The global market for synthetic drugs continues to be dominated by methamphetamine. The increasingly diversified market for methamphetamine is expanding in East and South-East Asia, where it accounts for a large share of the people receiving treatment for drug use in a number of countries, and use of crystalline methamphetamine is increasing in parts of North America and Europe. Surging seizures since 2009 also point to a rapid expansion in the global ATS market, with the total quantity of seized ATS almost doubling to reach over 144 tons in 2011 and 2012, the highest level since the United Nations Office on Drugs and Crime (UNODC) began systematic monitoring, and remaining at a comparatively high level in 2013.
According to seizure data, the global "ecstasy" market is smaller than the global market for amphetamine and methamphetamine and remains confined to a few regions. East and South-East Asia and Oceania may be emerging as a driver of the global market for "ecstasy", while the market seems to be on the decline in the Americas, where "ecstasy" seizures dropped by 81 per cent between 2009 and 2012. The largest "ecstasy" markets continue to be East and South-East Asia and Oceania, although seizures of "ecstasy" declined there in 2013.

New psychoactive substances

The "ecstasy" market has been on the decline in several European countries for some time, with mephedrone and other NPS perhaps serving as a substitute. The use of mephedrone and synthetic cannabinoids may have declined in some markets in recent years, but a growing number of countries have reported a wider range of emerging NPS, as well as worrying developments such as the injecting use of NPS. There continue to be limited data on recent developments in injecting drug use and polydrug use involving NPS; these particular forms of drug use could pose a serious challenge for providers of treatment for drug use and health-care providers.

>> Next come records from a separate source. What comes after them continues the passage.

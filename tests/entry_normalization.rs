//! Entry Normalization Tests
//!
//! Write-side side effects, run on validated data:
//! - Localized values merge per locale across updates
//! - Password hashes are sticky unless a new value is supplied
//! - Slugs derive from their source field and never overwrite user input
//! - Fields are emitted in schema order

use aerocms::normalize::EntryNormalizer;
use aerocms::providers::{
    Argon2Hasher, CollaboratorResult, FixedLocale, HashProvider, ReferenceCatalog, SpaceId,
};
use aerocms::schema::{Schema, SchemaCompiler};
use aerocms::validation::{EntryValidator, ValidationContext};
use serde_json::{json, Map, Value};
use std::sync::atomic::{AtomicUsize, Ordering};

// =============================================================================
// Helper Functions
// =============================================================================

/// Deterministic hasher that salts with a call counter, like a real one.
#[derive(Default)]
struct CountingHash {
    calls: AtomicUsize,
}

impl HashProvider for CountingHash {
    fn hash(&self, plaintext: &str) -> CollaboratorResult<String> {
        let n = self.calls.fetch_add(1, Ordering::Relaxed);
        Ok(format!("$test${}${}", n, plaintext.len()))
    }
}

fn schema() -> Schema {
    SchemaCompiler::new()
        .compile_schema(&json!({
            "handle": "articles",
            "type": "collection",
            "fields": [
                {"handle": "title", "type": "text", "required": true, "localized": true},
                {"handle": "slug", "type": "slug", "source_field": "title"},
                {"handle": "secret", "type": "password"},
                {"handle": "views", "type": "number"}
            ]
        }))
        .unwrap()
}

/// Validate then normalize, the way the write path does.
fn write(ctx: &ValidationContext<'_>, schema: &Schema, data: Value, previous: Option<&Map<String, Value>>) -> Map<String, Value> {
    let validated = EntryValidator::new(ctx).validate_schema(schema, &data).unwrap();
    EntryNormalizer::new(ctx)
        .normalize_schema(schema, &validated, previous)
        .unwrap()
}

// =============================================================================
// Locale Merge Tests
// =============================================================================

/// Create with `{en: a}`, update with `{de: b}` → `{en: a, de: b}`.
#[test]
fn test_localized_merge_across_updates() {
    let catalog = ReferenceCatalog::new();
    let hasher = CountingHash::default();
    let ctx = ValidationContext::new(SpaceId(1), &catalog, &hasher);
    let schema = schema();

    let created = write(&ctx, &schema, json!({"title": {"en": "a"}}), None);
    assert_eq!(created["title"], json!({"en": "a"}));

    let updated = write(&ctx, &schema, json!({"title": {"de": "b"}}), Some(&created));
    assert_eq!(updated["title"], json!({"en": "a", "de": "b"}));

    // A bare value replaces only the default locale.
    let bare = write(&ctx, &schema, json!({"title": "c"}), Some(&updated));
    assert_eq!(bare["title"], json!({"en": "c", "de": "b"}));
}

/// Updating one localized field leaves every locale of the others in place.
#[test]
fn test_untouched_localized_field_keeps_locales() {
    let catalog = ReferenceCatalog::new();
    let hasher = CountingHash::default();
    let ctx = ValidationContext::new(SpaceId(1), &catalog, &hasher);
    let schema = SchemaCompiler::new()
        .compile_schema(&json!({
            "handle": "pages",
            "type": "collection",
            "fields": [
                {"handle": "title", "type": "text", "localized": true},
                {"handle": "body", "type": "richtext", "localized": true}
            ]
        }))
        .unwrap();
    let stored = json!({"title": {"en": "a", "de": "b"}, "body": {"en": "x", "de": "y"}});

    let updated = write(&ctx, &schema, json!({"title": {"fr": "c"}}), stored.as_object());

    assert_eq!(updated["title"], json!({"en": "a", "de": "b", "fr": "c"}));
    assert_eq!(updated["body"], json!({"en": "x", "de": "y"}));
}

/// Bare values are wrapped under the space's default locale.
#[test]
fn test_default_locale_from_provider() {
    let catalog = ReferenceCatalog::new();
    let hasher = CountingHash::default();
    let locales = FixedLocale::new("nl");
    let ctx = ValidationContext::new(SpaceId(3), &catalog, &hasher).with_locale_provider(&locales);

    let created = write(&ctx, &schema(), json!({"title": "Hallo"}), None);
    assert_eq!(created["title"], json!({"nl": "Hallo"}));
}

// =============================================================================
// Password Tests
// =============================================================================

/// Hash on create, keep on omit, change on new value.
#[test]
fn test_password_lifecycle() {
    let catalog = ReferenceCatalog::new();
    let hasher = CountingHash::default();
    let ctx = ValidationContext::new(SpaceId(1), &catalog, &hasher);
    let schema = schema();

    let created = write(&ctx, &schema, json!({"title": "t", "secret": "secret123"}), None);
    let first_hash = created["secret"].clone();
    assert_ne!(first_hash, json!("secret123"));
    assert!(first_hash.is_string());

    let omitted = write(&ctx, &schema, json!({"title": "t"}), Some(&created));
    assert_eq!(omitted["secret"], first_hash);

    let blank = write(&ctx, &schema, json!({"title": "t", "secret": ""}), Some(&created));
    assert_eq!(blank["secret"], first_hash);

    let changed = write(&ctx, &schema, json!({"title": "t", "secret": "another-secret"}), Some(&created));
    assert_ne!(changed["secret"], first_hash);
}

/// The Argon2 provider produces verifiable PHC strings.
#[test]
fn test_argon2_hash_verifies() {
    let catalog = ReferenceCatalog::new();
    let hasher = Argon2Hasher::with_params(8, 1, 1).unwrap();
    let ctx = ValidationContext::new(SpaceId(1), &catalog, &hasher);

    let stored = write(&ctx, &schema(), json!({"title": "t", "secret": "secret123"}), None);
    let hash = stored["secret"].as_str().unwrap();

    assert!(hash.starts_with("$argon2"));
    assert!(hasher.verify("secret123", hash));
    assert!(!hasher.verify("secret124", hash));
}

// =============================================================================
// Slug Tests
// =============================================================================

/// `Hello World!` → `hello-world` when the slug is absent.
#[test]
fn test_slug_derived_from_source() {
    let catalog = ReferenceCatalog::new();
    let hasher = CountingHash::default();
    let ctx = ValidationContext::new(SpaceId(1), &catalog, &hasher);

    let stored = write(&ctx, &schema(), json!({"title": "Hello World!"}), None);
    assert_eq!(stored["slug"], json!("hello-world"));
}

/// A supplied slug is kept as-is.
#[test]
fn test_slug_never_overwritten() {
    let catalog = ReferenceCatalog::new();
    let hasher = CountingHash::default();
    let ctx = ValidationContext::new(SpaceId(1), &catalog, &hasher);

    let stored = write(&ctx, &schema(), json!({"title": "Hello World!", "slug": "greeting"}), None);
    assert_eq!(stored["slug"], json!("greeting"));
}

// =============================================================================
// Ordering Tests
// =============================================================================

/// Output follows schema order, not input key order.
#[test]
fn test_schema_order() {
    let catalog = ReferenceCatalog::new();
    let hasher = CountingHash::default();
    let ctx = ValidationContext::new(SpaceId(1), &catalog, &hasher);

    let stored = write(&ctx, &schema(), json!({"views": 3, "secret": "longsecret", "title": "x"}), None);
    let keys: Vec<&str> = stored.keys().map(String::as_str).collect();
    assert_eq!(keys, ["title", "slug", "secret", "views"]);
}
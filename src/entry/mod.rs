//! Entry payloads and the write path
//!
//! Ties validation and normalization together for one entry write and
//! defines the stored-entry shape the read path consumes.

mod payload;
mod writer;

pub use payload::{EntryRecord, EntryStatus, PreparedEntry};
pub use writer::EntryWriter;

The sheer number, diversity and transient nature of NPS currently on the market partly explain why there are still only limited data available on the prevalence of use of many NPS. Those difficulties also explain why both the regulation of NPS and the capacity to address health problems related to NPS continue to be challenging. Different countries report that NPS continue to proliferate in the marketplace, in terms of both quantity and diversity. By December 2014, a total of 541 NPS had been reported by 95 countries and territories to the UNODC early warning advisory. Synthetic cannabinoids continued to account for the majority of NPS reported in 2014 (39 per cent); they were followed by phenethylamines (18 per cent) and synthetic cathinones (15 per cent). The growing number of NPS available worldwide indicates that the market for synthetic drugs is becoming even more diversified.